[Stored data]
_ _ _

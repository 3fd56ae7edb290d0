//! API error types and response handling.
//!
//! This module provides a unified error type for all API handlers
//! with automatic conversion to appropriate HTTP responses.

use axum::http::StatusCode;
use axum::response::{IntoResponse, Response};
use axum::Json;
use hikesense_core::HikeSenseError;
use serde::{Deserialize, Serialize};
use utoipa::ToSchema;

/// Result type alias for API handlers.
pub type ApiResult<T> = Result<T, ApiError>;

/// Unified API error type.
///
/// Each variant maps to a specific HTTP status code and produces a
/// consistent JSON error response.
#[derive(Debug, Clone)]
pub enum ApiError {
    /// 400 Bad Request - Invalid input from client.
    BadRequest {
        /// Machine-readable error code.
        error_code: String,
        /// Human-readable error message.
        message: String,
    },

    /// 403 Forbidden - The platform refused access.
    Forbidden {
        /// Machine-readable error code.
        error_code: String,
        /// Human-readable error message.
        message: String,
    },

    /// 404 Not Found - Resource does not exist.
    NotFound {
        /// Machine-readable error code.
        error_code: String,
        /// Human-readable error message.
        message: String,
    },

    /// 409 Conflict - Operation cannot be completed due to current state.
    Conflict {
        /// Machine-readable error code.
        error_code: String,
        /// Human-readable error message.
        message: String,
    },

    /// 422 Unprocessable Entity - Well-formed but semantically invalid data.
    UnprocessableEntity {
        /// Machine-readable error code.
        error_code: String,
        /// Human-readable error message.
        message: String,
    },

    /// 424 Failed Dependency - A required upstream service is not configured.
    FailedDependency {
        /// Machine-readable error code.
        error_code: String,
        /// Human-readable error message.
        message: String,
        /// Optional additional details.
        details: Option<String>,
    },

    /// 500 Internal Server Error - Unexpected server-side error.
    InternalError {
        /// Machine-readable error code.
        error_code: String,
        /// Human-readable error message.
        message: String,
        /// Optional details (not exposed to client in production).
        details: Option<String>,
    },

    /// 502 Bad Gateway - The sensor or the account service misbehaved.
    BadGateway {
        /// Machine-readable error code.
        error_code: String,
        /// Human-readable error message.
        message: String,
    },

    /// 503 Service Unavailable - External service (Bluetooth) is unavailable.
    ServiceUnavailable {
        /// Machine-readable error code.
        error_code: String,
        /// Human-readable error message.
        message: String,
        /// Optional additional details.
        details: Option<String>,
    },

    /// 504 Gateway Timeout - The sensor did not show up in time.
    GatewayTimeout {
        /// Machine-readable error code.
        error_code: String,
        /// Human-readable error message.
        message: String,
    },
}

/// Standard JSON error response body.
#[derive(Debug, Clone, Serialize, Deserialize, ToSchema)]
#[schema(example = json!({
    "error": "invalid_transition",
    "message": "Cannot start while session is no_selection",
    "details": null
}))]
pub struct ErrorResponse {
    /// Machine-readable error code (e.g., "discovery_timeout").
    #[schema(example = "invalid_transition")]
    pub error: String,

    /// Human-readable error message.
    #[schema(example = "Cannot start while session is no_selection")]
    pub message: String,

    /// Optional additional details for debugging.
    #[schema(nullable)]
    pub details: Option<serde_json::Value>,
}

impl ApiError {
    /// 503 returned when no adapter could be opened at startup.
    #[must_use]
    pub fn bluetooth_unavailable() -> Self {
        Self::ServiceUnavailable {
            error_code: "bluetooth_unavailable".to_string(),
            message: "Bluetooth adapter is not available".to_string(),
            details: None,
        }
    }

    /// HTTP status this error is sent with.
    #[must_use]
    pub const fn status(&self) -> StatusCode {
        match self {
            Self::BadRequest { .. } => StatusCode::BAD_REQUEST,
            Self::Forbidden { .. } => StatusCode::FORBIDDEN,
            Self::NotFound { .. } => StatusCode::NOT_FOUND,
            Self::Conflict { .. } => StatusCode::CONFLICT,
            Self::UnprocessableEntity { .. } => StatusCode::UNPROCESSABLE_ENTITY,
            Self::FailedDependency { .. } => StatusCode::FAILED_DEPENDENCY,
            Self::InternalError { .. } => StatusCode::INTERNAL_SERVER_ERROR,
            Self::BadGateway { .. } => StatusCode::BAD_GATEWAY,
            Self::ServiceUnavailable { .. } => StatusCode::SERVICE_UNAVAILABLE,
            Self::GatewayTimeout { .. } => StatusCode::GATEWAY_TIMEOUT,
        }
    }
}

impl IntoResponse for ApiError {
    fn into_response(self) -> Response {
        let status = self.status();
        let error_response = match self {
            Self::BadRequest {
                error_code,
                message,
            }
            | Self::Forbidden {
                error_code,
                message,
            }
            | Self::NotFound {
                error_code,
                message,
            }
            | Self::Conflict {
                error_code,
                message,
            }
            | Self::UnprocessableEntity {
                error_code,
                message,
            }
            | Self::BadGateway {
                error_code,
                message,
            }
            | Self::GatewayTimeout {
                error_code,
                message,
            } => ErrorResponse {
                error: error_code,
                message,
                details: None,
            },

            Self::InternalError {
                error_code,
                message,
                details,
            } => {
                // Log internal errors
                tracing::error!(
                    error_code = %error_code,
                    message = %message,
                    details = ?details,
                    "Internal server error"
                );

                ErrorResponse {
                    error: error_code,
                    message,
                    details: details.map(|d| serde_json::json!(d)),
                }
            }

            Self::FailedDependency {
                error_code,
                message,
                details,
            }
            | Self::ServiceUnavailable {
                error_code,
                message,
                details,
            } => ErrorResponse {
                error: error_code,
                message,
                details: details.map(|d| serde_json::json!(d)),
            },
        };

        (status, Json(error_response)).into_response()
    }
}

impl std::fmt::Display for ApiError {
    fn fmt(&self, f: &mut std::fmt::Formatter<'_>) -> std::fmt::Result {
        match self {
            Self::BadRequest { message, .. } => write!(f, "Bad Request: {message}"),
            Self::Forbidden { message, .. } => write!(f, "Forbidden: {message}"),
            Self::NotFound { message, .. } => write!(f, "Not Found: {message}"),
            Self::Conflict { message, .. } => write!(f, "Conflict: {message}"),
            Self::UnprocessableEntity { message, .. } => {
                write!(f, "Unprocessable Entity: {message}")
            }
            Self::FailedDependency { message, .. } => {
                write!(f, "Failed Dependency: {message}")
            }
            Self::InternalError { message, .. } => {
                write!(f, "Internal Error: {message}")
            }
            Self::BadGateway { message, .. } => write!(f, "Bad Gateway: {message}"),
            Self::ServiceUnavailable { message, .. } => {
                write!(f, "Service Unavailable: {message}")
            }
            Self::GatewayTimeout { message, .. } => write!(f, "Gateway Timeout: {message}"),
        }
    }
}

impl std::error::Error for ApiError {}

/// Convert from hikesense_core errors.
impl From<HikeSenseError> for ApiError {
    fn from(err: HikeSenseError) -> Self {
        let error_code = err.error_code().to_ascii_lowercase();
        let message = err.to_string();

        match err.http_status_code() {
            403 => Self::Forbidden {
                error_code,
                message,
            },
            404 => Self::NotFound {
                error_code,
                message,
            },
            409 => Self::Conflict {
                error_code,
                message,
            },
            422 => Self::UnprocessableEntity {
                error_code,
                message,
            },
            424 => Self::FailedDependency {
                error_code,
                message,
                details: None,
            },
            502 => Self::BadGateway {
                error_code,
                message,
            },
            503 => Self::ServiceUnavailable {
                error_code,
                message,
                details: None,
            },
            504 => Self::GatewayTimeout {
                error_code,
                message,
            },
            _ => Self::InternalError {
                error_code,
                message,
                details: None,
            },
        }
    }
}

impl From<hikesense_core::LinkError> for ApiError {
    fn from(err: hikesense_core::LinkError) -> Self {
        Self::from(HikeSenseError::from(err))
    }
}

impl From<hikesense_core::SessionError> for ApiError {
    fn from(err: hikesense_core::SessionError) -> Self {
        Self::from(HikeSenseError::from(err))
    }
}

impl From<hikesense_core::BackendError> for ApiError {
    fn from(err: hikesense_core::BackendError) -> Self {
        Self::from(HikeSenseError::from(err))
    }
}

impl From<hikesense_core::ConfigError> for ApiError {
    fn from(err: hikesense_core::ConfigError) -> Self {
        Self::from(HikeSenseError::from(err))
    }
}

#[cfg(test)]
mod tests {
    use super::*;
    use hikesense_core::bluetooth::LinkState;
    use hikesense_core::session::{SessionAction, SessionState};
    use hikesense_core::{LinkError, SessionError};

    #[test]
    fn test_bad_request_error() {
        let err = ApiError::BadRequest {
            error_code: "test_error".to_string(),
            message: "Test message".to_string(),
        };
        assert!(err.to_string().contains("Bad Request"));
    }

    #[test]
    fn test_error_response_serialization() {
        let response = ErrorResponse {
            error: "test_error".to_string(),
            message: "Test message".to_string(),
            details: None,
        };
        let json = serde_json::to_string(&response).unwrap();
        assert!(json.contains("test_error"));
    }

    #[test]
    fn test_link_errors_map_to_statuses() {
        let err = ApiError::from(LinkError::PermissionDenied);
        assert_eq!(err.status(), StatusCode::FORBIDDEN);

        let err = ApiError::from(LinkError::DiscoveryTimeout { duration_secs: 30 });
        assert_eq!(err.status(), StatusCode::GATEWAY_TIMEOUT);

        let err = ApiError::from(LinkError::Busy {
            state: LinkState::Streaming,
        });
        assert_eq!(err.status(), StatusCode::CONFLICT);

        let err = ApiError::from(LinkError::AdapterNotFound);
        assert_eq!(err.status(), StatusCode::SERVICE_UNAVAILABLE);
    }

    #[test]
    fn test_invalid_transition_is_conflict() {
        let err = ApiError::from(SessionError::InvalidTransition {
            from: SessionState::NoSelection,
            action: SessionAction::Start,
        });
        assert_eq!(err.status(), StatusCode::CONFLICT);
        match err {
            ApiError::Conflict { error_code, .. } => assert_eq!(error_code, "invalid_transition"),
            other => panic!("unexpected {other:?}"),
        }
    }
}
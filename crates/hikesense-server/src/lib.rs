//! # hikesense-server
//!
//! HTTP daemon for the HikeSense hiking companion.
//!
//! This library provides the API handlers and state management; the
//! `hikesense-server` binary wires them to the configured sensor transport.

#![forbid(unsafe_code)]
#![warn(clippy::all, clippy::pedantic, clippy::nursery)]

pub mod api;
pub mod logging;
pub mod state;
//! Reading fan-out.
//!
//! One task drains a [`ReadingSubscription`] and hands every reading, in
//! arrival order, to the latest-value channel, the alert monitor and the
//! session. Alert delivery happens outside both locks.

use std::sync::Arc;

use tokio::sync::{watch, Mutex};
use tracing::{debug, info};

use crate::anomaly::{AlertMonitor, AlertOutcome, Assessment};
use crate::bluetooth::ReadingSubscription;
use crate::session::SessionManager;
use crate::types::Reading;

/// Counters for one pipeline run.
#[derive(Debug, Clone, Copy, Default, PartialEq, Eq)]
pub struct PipelineSummary {
    /// Readings consumed.
    pub readings: u64,
    /// Alerts that reached the backend.
    pub alerts_dispatched: u64,
}

/// Consume `subscription` to completion.
///
/// Returns when the sensor stream ends or the subscription is cancelled.
pub async fn run_pipeline(
    mut subscription: ReadingSubscription,
    monitor: Arc<Mutex<AlertMonitor>>,
    session: Arc<Mutex<SessionManager>>,
    latest: Arc<watch::Sender<Option<Reading>>>,
) -> PipelineSummary {
    let mut summary = PipelineSummary::default();
    info!("Telemetry pipeline started");

    while let Some(reading) = subscription.next_reading().await {
        summary.readings += 1;
        latest.send_replace(Some(reading));

        let assessment = monitor.lock().await.assess(&reading);
        session.lock().await.record(reading);

        let outcome = match assessment {
            Assessment::Decided(outcome) => outcome,
            Assessment::Dispatch(alert) => {
                // No lock is held while the alert is in flight.
                let outcome = alert.send().await;
                monitor.lock().await.record_dispatch(&outcome);
                outcome
            }
        };
        if matches!(outcome, AlertOutcome::Dispatched { .. }) {
            summary.alerts_dispatched += 1;
        }
        debug!(bpm = reading.bpm, ?outcome, "Reading processed");
    }

    info!(
        readings = summary.readings,
        alerts = summary.alerts_dispatched,
        "Telemetry pipeline stopped"
    );
    summary
}
#[cfg(test)]
mod tests {
    use super::*;
    use tempfile::TempDir;

    fn env(pairs: &[(&str, &str)]) -> Option<config::Map<String, String>> {
        Some(
            pairs
                .iter()
                .map(|(k, v)| ((*k).to_string(), (*v).to_string()))
                .collect(),
        )
    }

    #[test]
    fn test_defaults_are_valid() {
        let config = HikeSenseConfig::default();
        assert!(config.validate().is_ok());
        assert_eq!(config.alerts.window, 5);
        assert_eq!(config.alerts.throttle_ms, 600_000);
        assert_eq!(config.device.name, "HikeSenseBLE");
        assert_eq!(
            config.device.link_config().discovery_timeout,
            Duration::from_secs(30)
        );
    }

    #[test]
    fn test_layered_load_without_file() {
        let config = HikeSenseConfig::layered(None, env(&[])).unwrap();
        assert_eq!(config, HikeSenseConfig::default());
    }

    #[test]
    fn test_file_overrides_defaults() {
        let dir = TempDir::new().unwrap();
        let path = dir.path().join("config.toml");
        std::fs::write(
            &path,
            r#"
[device]
discovery_timeout_secs = 10

[alerts]
high_bpm = 180
"#,
        )
        .unwrap();

        let config = HikeSenseConfig::layered(Some(&path), env(&[])).unwrap();
        assert_eq!(config.device.discovery_timeout_secs, 10);
        assert_eq!(config.alerts.high_bpm, 180);
        assert_eq!(config.alerts.low_bpm, 40);
    }

    #[test]
    fn test_missing_file_is_not_an_error() {
        let dir = TempDir::new().unwrap();
        let path = dir.path().join("absent.toml");
        assert!(HikeSenseConfig::layered(Some(&path), env(&[])).is_ok());
    }

    #[test]
    fn test_log_settings_from_file() {
        let dir = TempDir::new().unwrap();
        let path = dir.path().join("config.toml");
        std::fs::write(
            &path,
            r#"
[server]
production = true
log_level = "hikesense_core=debug,info"
log_dir = "/srv/hikesense/logs"
"#,
        )
        .unwrap();

        let config = HikeSenseConfig::layered(Some(&path), env(&[])).unwrap();
        assert!(config.server.production);
        assert_eq!(config.server.log_level, "hikesense_core=debug,info");
        assert_eq!(
            config.server.log_dir.as_deref(),
            Some(Path::new("/srv/hikesense/logs"))
        );

        let mut blank = config;
        blank.server.log_level = " ".to_string();
        assert!(blank.validate().is_err());
    }

    #[test]
    fn test_environment_overrides_file() {
        let config = HikeSenseConfig::layered(
            None,
            env(&[
                ("HIKESENSE__BACKEND__TOKEN", "secret-token"),
                ("HIKESENSE__SERVER__PORT", "4100"),
            ]),
        )
        .unwrap();
        assert_eq!(config.backend.token.as_deref(), Some("secret-token"));
        assert_eq!(config.server.port, 4100);
    }

    #[test]
    fn test_validation_collects_every_error() {
        let mut config = HikeSenseConfig::default();
        config.alerts.window = 0;
        config.alerts.low_bpm = 250;
        config.directions.mode = "teleport".to_string();

        match config.validate() {
            Err(ConfigError::MultipleValidationErrors(errors)) => {
                assert_eq!(errors.len(), 3);
                let text = ConfigError::MultipleValidationErrors(errors).to_string();
                assert!(text.contains("alerts.window"));
                assert!(text.contains("directions.mode"));
            }
            other => panic!("expected multiple errors, got {other:?}"),
        }
    }

    #[test]
    fn test_single_validation_error() {
        let mut config = HikeSenseConfig::default();
        config.backend.base_url = "ftp://example.com".to_string();
        assert!(matches!(
            config.validate(),
            Err(ConfigError::ValidationError { field, .. }) if field == "backend.base_url"
        ));
    }

    #[test]
    fn test_save_omits_secrets() {
        let dir = TempDir::new().unwrap();
        let path = dir.path().join("nested").join("config.toml");

        let mut config = HikeSenseConfig::default();
        config.backend.token = Some("secret-token".to_string());
        config.directions.api_key = Some("maps-key".to_string());
        config.server.port = 3100;
        config.save_to(&path).unwrap();

        let written = std::fs::read_to_string(&path).unwrap();
        assert!(!written.contains("secret-token"));
        assert!(!written.contains("maps-key"));

        let reloaded = HikeSenseConfig::layered(Some(&path), env(&[])).unwrap();
        assert_eq!(reloaded.server.port, 3100);
        assert_eq!(reloaded.backend.token, None);
    }
}
//! Account service credentials.

use axum::extract::State;
use axum::Json;
use hikesense_core::Backend;
use serde::{Deserialize, Serialize};
use tracing::info;
use utoipa::ToSchema;

use crate::api::error::{ApiError, ApiResult};
use crate::state::SharedState;

/// Request body for handing over the bearer token.
#[derive(Debug, Clone, Deserialize, ToSchema)]
#[schema(example = json!({ "token": "eyJhbGciOiJIUzI1NiJ9..." }))]
pub struct UpdateTokenRequest {
    /// Bearer token, or `null` to log out.
    pub token: Option<String>,
}

/// Whether outgoing calls are authenticated.
#[derive(Debug, Clone, Serialize, Deserialize, ToSchema)]
pub struct TokenResponse {
    /// `true` once a token is present.
    #[schema(example = true)]
    pub authenticated: bool,
}

/// Replace the backend bearer token.
#[utoipa::path(
    put,
    path = "/api/backend/token",
    tag = "backend",
    operation_id = "updateBackendToken",
    summary = "Set the account service token",
    description = "The UI calls this after login so alerts, SOS calls and \
        session submissions are authenticated. The token is kept in memory \
        only.",
    request_body = UpdateTokenRequest,
    responses(
        (status = 200, description = "Token replaced", body = TokenResponse),
        (status = 400, description = "Empty token", body = crate::api::ErrorResponse)
    )
)]
pub async fn update_token(
    State(state): State<SharedState>,
    Json(request): Json<UpdateTokenRequest>,
) -> ApiResult<Json<TokenResponse>> {
    let token = match request.token {
        Some(token) if token.trim().is_empty() => {
            return Err(ApiError::BadRequest {
                error_code: "empty_token".to_string(),
                message: "Token cannot be empty. Send null to log out.".to_string(),
            });
        }
        other => other,
    };
    let authenticated = token.is_some();

    let backend = std::sync::Arc::clone(&state.read().await.backend);
    backend.set_token(token).await;
    info!(authenticated, "Backend token updated");

    Ok(Json(TokenResponse { authenticated }))
}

_ _ _

Description of the task:
Look through the entries above and count each line holding "directions"; report the count alone.

Result for this task:
3